# Watangeln vor Rügen



## MIKI (9. November 2005)

Hallo Leute,
nach einiger Zeit des passiven Lesens werde ich auch mal aktiv. Ich komme aus Greifswald und befische hauptsächliche die Bodden um Rügen.
Nun wollte ich mal mein Wirkungskreis erweitern und habe dazu einige Fragen.
Ich möchte im Herbst/Winter mit dem Watangeln auf Dorsch (vielleicht auch auf Mefo) auf Rügen beginnen. Nun meine Fragen.
Wann macht es Sinn zu fischen?
Wie sieht der optimale Strandabschnitt aus?
Welche Köder nimmt man am Besten?
Welche Wetterbedingungen sind ideal?

Gleich so viele Fragen auf einmal! Ich danke euch schon mal für eure Antworten.


----------



## Pete (9. November 2005)

*AW: Watangeln vor Rügen*

ich persönlich kenne nur den abschnitt zwischen dranske und dem kap arkona...ein teilabschnitt davon ist fürs spinnfischen auf dorsch und mefo (und dann im frühjahr auf hornfisch) exzellent....nämlich der ab höhe alte russenstation 1 km nördlich von dranske bis zur treppe in kreptitz...schnell tiefes wasser, mischgrund bzw. überwiegend steinig, ufersteine etc...aber auch überall...dort wo landnasen rausgehen, haben sich oft flache riffe gebildet...am besten, beizeiten mal in kreptitz anrücken und dann oben entlang am steilufer (natürlich bei ausreichend sonne und plattem wasser) sich die uferabschnitte anschauen...nimm ruhig ne kamera mit und halte von oben die dir interessant erscheinenden abschnitte im bild fest...zuhause kannst du später ganz in ruhe deine angestrebten angelplätze anschauen...


----------



## sundeule (10. November 2005)

*AW: Watangeln vor Rügen*

|supergri...die Gegend um Dranske kann ich auch empfehlen.
Daneben wird an der Schaabe fleißig gesponnen.

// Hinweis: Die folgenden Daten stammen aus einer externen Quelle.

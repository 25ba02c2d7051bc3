//! "Diminishing Returns Cliff": growth averaged per democracy decile.
//!
//! The honest preset averages per-capita growth weighted by population and
//! leaves empty deciles as gaps. The distorted preset averages total GDP
//! growth over every year with each country-year counting once, so small
//! fast-growing autocracies dominate the low deciles.

use serde::{Deserialize, Serialize};
use tracing::{debug, instrument, warn};

use super::{AxisDomain, AxisPolicy, Chart, ChartConfig, ChartVariant};
use crate::analyzers::{accumulate, Averaging, BinStrategy, Estimate, GroupAccumulator};
use crate::core::filter::RowFilter;
use crate::core::row::{DerivedRow, Field};
use crate::error::Result;

#[derive(Debug, Clone, PartialEq, Serialize, Deserialize)]
pub struct BinningConfig {
    pub variant: ChartVariant,
    pub filter: RowFilter,
    /// Field the bins partition.
    pub index_field: Field,
    /// Field averaged within each bin.
    pub value_field: Field,
    pub weight_field: Option<Field>,
    pub bins: BinStrategy,
    pub averaging: Averaging,
    pub y_axis: AxisPolicy,
}

impl ChartConfig for BinningConfig {
    fn honest() -> Self {
        Self {
            variant: ChartVariant::Honest,
            filter: RowFilter::new().years(2000, 2019).require(Field::Polyarchy),
            index_field: Field::Polyarchy,
            value_field: Field::GdppcGrowth,
            weight_field: Some(Field::Population),
            bins: BinStrategy::deciles(),
            averaging: Averaging::PopulationWeighted,
            y_axis: AxisPolicy::ZeroBased {
                min_upper: 8.0,
                headroom: 1.0,
            },
        }
    }

    fn distorted() -> Self {
        Self {
            variant: ChartVariant::Distorted,
            filter: RowFilter::new().require(Field::Polyarchy),
            value_field: Field::GdpGrowth,
            averaging: Averaging::Arithmetic,
            y_axis: AxisPolicy::ZeroBased {
                min_upper: 0.0,
                headroom: 0.0,
            },
            ..Self::honest()
        }
    }

    fn variant(&self) -> ChartVariant {
        self.variant
    }

    fn validate(&self) -> Result<()> {
        self.filter.validate()?;
        self.bins.validate()?;
        self.y_axis.validate()
    }
}

impl BinningConfig {
    pub fn with_averaging(mut self, averaging: Averaging) -> Self {
        self.averaging = averaging;
        self
    }

    pub fn with_bins(mut self, bins: BinStrategy) -> Self {
        self.bins = bins;
        self
    }
}

/// One bar of the chart.
#[derive(Debug, Clone, PartialEq, Serialize, Deserialize)]
#[serde(rename_all = "camelCase")]
pub struct BinSummary {
    pub index: usize,
    pub label: String,
    pub count: u64,
    /// The bar height under the configured averaging.
    pub value: Estimate,
    pub arithmetic: Estimate,
    pub weighted: Estimate,
    /// Compound growth, for contrast with the arithmetic column.
    pub geometric: Estimate,
}

#[derive(Debug, Clone, PartialEq, Serialize, Deserialize)]
#[serde(rename_all = "camelCase")]
pub struct BinningSummary {
    pub variant: ChartVariant,
    pub averaging: Averaging,
    /// Every bin in order, empty ones included.
    pub bins: Vec<BinSummary>,
    pub y_domain: Option<AxisDomain>,
    /// Rows with a value whose index fell outside every bin.
    pub unassigned: usize,
    /// Rows left out of every column because their weight was negative or
    /// non-finite.
    pub skipped_weights: u64,
}

/// Builds the binned bar chart.
#[instrument(skip(rows, config), fields(rows = rows.len(), variant = %config.variant))]
pub fn diminishing_returns(rows: &[DerivedRow], config: &BinningConfig) -> Result<BinningSummary> {
    config.validate()?;

    let selected = config.filter.apply(rows);
    let index_sample: Vec<f64> = selected
        .iter()
        .filter_map(|row| row.value(config.index_field))
        .collect();
    let bucketer = config.bins.fit(&index_sample)?;

    let mut unassigned = 0;
    let mut observations = Vec::with_capacity(selected.len());
    for row in &selected {
        let (Some(index), Some(value)) = (row.value(config.index_field), row.value(config.value_field))
        else {
            continue;
        };
        match bucketer.assign(index) {
            Some(bin) => {
                let weight = config.weight_field.and_then(|field| row.value(field));
                observations.push((bin, value, weight));
            }
            None => unassigned += 1,
        }
    }
    let groups = accumulate(observations);
    let skipped_weights: u64 = groups.values().map(|group| group.skipped).sum();
    if skipped_weights > 0 {
        warn!(skipped_weights, "Skipped rows with unusable weights");
    }

    let empty = GroupAccumulator::default();
    let bins: Vec<BinSummary> = (0..bucketer.bucket_count())
        .map(|index| {
            let summary = groups.get(&index).unwrap_or(&empty).summary();
            BinSummary {
                index,
                label: bucketer.label(index),
                count: summary.count,
                value: summary.get(config.averaging),
                arithmetic: summary.arithmetic,
                weighted: summary.weighted,
                geometric: summary.geometric,
            }
        })
        .collect();

    let heights: Vec<f64> = bins.iter().filter_map(|bin| bin.value.value()).collect();
    let y_domain = config.y_axis.resolve(&heights);
    debug!(
        bins = bins.len(),
        filled = heights.len(),
        unassigned,
        "Computed binned averages"
    );

    Ok(BinningSummary {
        variant: config.variant,
        averaging: config.averaging,
        bins,
        y_domain,
        unassigned,
        skipped_weights,
    })
}

/// Marker type for the binned bar chart.
pub struct DiminishingReturns;

impl Chart for DiminishingReturns {
    type Config = BinningConfig;
    type Summary = BinningSummary;

    const NAME: &'static str = "diminishing_returns";

    fn summarize(rows: &[DerivedRow], config: &BinningConfig) -> Result<BinningSummary> {
        diminishing_returns(rows, config)
    }
}
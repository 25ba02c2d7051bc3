//! The loaded panel.

use chrono::{DateTime, Utc};
use serde::{Deserialize, Serialize};
use std::collections::BTreeSet;
use tracing::{info, instrument};

use super::filter::YearRange;
use super::row::{DerivedRow, PanelRow};
use crate::derive::{derive_growth, GrowthConfig};
use crate::error::Result;
use crate::sources::{LoadReport, PanelSource};

/// Panel rows loaded once and never modified.
///
/// Views never hold on to the store's rows mutably; every derived structure
/// is recomputed from it, so the same store can back any number of honest
/// and distorted views.
#[derive(Debug, Clone, Serialize, Deserialize)]
pub struct PanelStore {
    rows: Vec<PanelRow>,
    report: LoadReport,
    source: String,
    loaded_at: DateTime<Utc>,
}

impl PanelStore {
    /// Loads every row from `source`.
    #[instrument(skip(source), fields(source = %source.description()))]
    pub async fn load(source: &dyn PanelSource) -> Result<Self> {
        let outcome = source.load().await?;
        let store = Self {
            rows: outcome.rows,
            report: outcome.report,
            source: source.description(),
            loaded_at: Utc::now(),
        };
        info!(
            rows = store.rows.len(),
            entities = store.entities().len(),
            "Panel store ready"
        );
        Ok(store)
    }

    /// Wraps rows that were built in memory.
    pub fn from_rows(rows: Vec<PanelRow>) -> Self {
        let report = LoadReport {
            rows_read: rows.len(),
            rows_kept: rows.len(),
            ..Default::default()
        };
        Self {
            rows,
            report,
            source: "in-memory".to_string(),
            loaded_at: Utc::now(),
        }
    }

    pub fn rows(&self) -> &[PanelRow] {
        &self.rows
    }

    pub fn report(&self) -> &LoadReport {
        &self.report
    }

    pub fn source(&self) -> &str {
        &self.source
    }

    pub fn loaded_at(&self) -> DateTime<Utc> {
        self.loaded_at
    }

    pub fn len(&self) -> usize {
        self.rows.len()
    }

    pub fn is_empty(&self) -> bool {
        self.rows.is_empty()
    }

    /// Distinct entity names, sorted.
    pub fn entities(&self) -> BTreeSet<&str> {
        self.rows.iter().map(|row| row.country.as_str()).collect()
    }

    /// First and last year present, or `None` for an empty store.
    pub fn year_span(&self) -> Option<YearRange> {
        let start = self.rows.iter().map(|row| row.year).min()?;
        let end = self.rows.iter().map(|row| row.year).max()?;
        Some(YearRange::new(start, end))
    }

    /// Rows with their growth fields derived.
    pub fn derive(&self, config: &GrowthConfig) -> Result<Vec<DerivedRow>> {
        derive_growth(&self.rows, config)
    }
}

#[cfg(test)]
mod tests {
    use super::*;
    use crate::sources::{ColumnMapping, JsonSource};
    use std::io::Write;
    use tempfile::NamedTempFile;

    fn store() -> PanelStore {
        PanelStore::from_rows(vec![
            PanelRow::new("Peru", 2001).with_gdppc(110.0),
            PanelRow::new("Chile", 1999).with_gdppc(50.0),
            PanelRow::new("Peru", 2000).with_gdppc(100.0),
        ])
    }

    #[test]
    fn test_store_summary() {
        let store = store();
        assert_eq!(store.len(), 3);
        assert_eq!(store.entities().into_iter().collect::<Vec<_>>(), vec!["Chile", "Peru"]);
        assert_eq!(store.year_span(), Some(YearRange::new(1999, 2001)));
        assert_eq!(store.report().rows_kept, 3);
        assert_eq!(store.source(), "in-memory");
    }

    #[test]
    fn test_derive_leaves_store_untouched() {
        let store = store();
        let derived = store.derive(&GrowthConfig::default()).unwrap();
        assert_eq!(derived.len(), 3);
        assert_eq!(derived[2].country(), "Peru");
        assert!((derived[2].gdppc_growth.unwrap() - 10.0).abs() < 1e-9);
        // Input order is preserved in the store
        assert_eq!(store.rows()[0].year, 2001);
    }

    #[test]
    fn test_empty_store() {
        let store = PanelStore::from_rows(Vec::new());
        assert!(store.is_empty());
        assert_eq!(store.year_span(), None);
    }

    #[tokio::test]
    async fn test_load_from_source() {
        let mut file = NamedTempFile::with_suffix(".json").unwrap();
        write!(file, r#"[{{"country": "Chile", "year": 1990}}]"#).unwrap();
        file.flush().unwrap();

        let source = JsonSource::new(file.path().to_str().unwrap(), ColumnMapping::lite());
        let before = Utc::now();
        let store = PanelStore::load(&source).await.unwrap();
        assert_eq!(store.len(), 1);
        assert!(store.loaded_at() >= before);
        assert!(store.source().contains("JSON file"));
    }
}
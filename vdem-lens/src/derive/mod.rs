//! Entity-relative derived fields.
//!
//! Derivation is a pure function of the loaded rows: it never mutates the
//! store and can be rerun whenever a view needs a different configuration.

mod growth;

pub use growth::{derive_growth, growth_rate, GrowthConfig, RollingWindow};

In Glowe ist es am Ufer etwas tiefer - in Juliusruh kann man weit rauswaten und dann auch fangen.
Meine letzten beiden Versuche waren eher bescheiden - da lief auf Wurm mehr, so dass ich dann lieber wieder die Brandungsruten genommen habe.
Das kann an den Tagesbedingungen gelegen haben; vermutlich wird es mit dem Tobs zusammenhängen, den ich jetzt seltener gesehen, bzw. in den Dorschen gefunden habe.
Ich war gestern und vorgestern in der Brandung und die Dorsche hatten ausschließlich Garnelen im Wanst.
Mefo und Dorsch gibt es rund um Arkona. Ansonsten ist die Ecke um Lohme ab Schonzeitende ein beliebtes Meforevier. In Nardevitz kommt man ebenfalls gut ans Ufer. In der ganzen Ecke sollte dringend ein Watstock benutzt werden - ausgesprochen erwachsene Steine in großer Zahl leben dort.|supergri


----------



## MIKI (10. November 2005)

*AW: Watangeln vor Rügen*

Danke schon mal für eure Antworten. Sollte ich es eher in den Morgen- oder Abendstunden  versuchen?


----------



## sundeule (13. November 2005)

*AW: Watangeln vor Rügen*

Das ist doch keine Frage von entweder oder 

Beides funzt!


----------



## tomthx (17. Januar 2006)

*AW: Watangeln vor Rügen*

Hi MIKI, wollte mal fragen ob du schon Erfolg hattest, plane die nächsten Tage auf Rügen dem Dorsch per Wathose nachzustellen... Und würde mich über ein paar Tipps freuen. ThX Tom


----------



## blinkerkatze (17. Januar 2006)

*AW: Watangeln vor Rügen*



			
				sundeule schrieb:
			
		

> |supergri...die Gegend um Dranske kann ich auch empfehlen.
> Daneben wird an der Schaabe fleißig gesponnen. In Glowe ist es am Ufer etwas tiefer - in Juliusruh kann man weit rauswaten und dann auch fangen.
> Meine letzten beiden Versuche waren eher bescheiden - da lief auf Wurm mehr, so dass ich dann lieber wieder die Brandungsruten genommen habe.
> Das kann an den Tagesbedingungen gelegen haben; vermutlich wird es mit dem Tobs zusammenhängen, den ich jetzt seltener gesehen, bzw. in den Dorschen gefunden habe.
> ...


@Sundeule, sag bloß du gehörst auch zum Selbstmörderclub in Nadewitz.
Übrigens war ich am 8.Januar und 11.Januar auf Rügen aber nichts.
Am 8.Januar war ich 6 Stunden im Wasser ich hatte am Abend noch kalte Füße. Achso Mitglieder vom Stralsunder Meeresanglerclub bekommen einmal im Monat 50 Wattis gratis .:m


----------



## sundeule (18. Januar 2006)

*AW: Watangeln vor Rügen*



			
				blinkerkatze schrieb:
			
		

> @Sundeule, sag bloß du gehörst auch zum Selbstmörderclub in Nadewitz.
> Übrigens war ich am 8.Januar und 11.Januar auf Rügen aber nichts.
> Am 8.Januar war ich 6 Stunden im Wasser ich hatte am Abend noch kalte Füße. Achso Mitglieder vom Stralsunder Meeresanglerclub bekommen einmal im Monat 50 Wattis gratis .:m


 
Selbstmörderclub?|kopfkrat  
Weiser alter Asiat sagt: Suche Deine innere Mite und werde selbst zum Stein, dann tun Dir Deine Steinbrüder nix. Ist doch ne gute Ecke!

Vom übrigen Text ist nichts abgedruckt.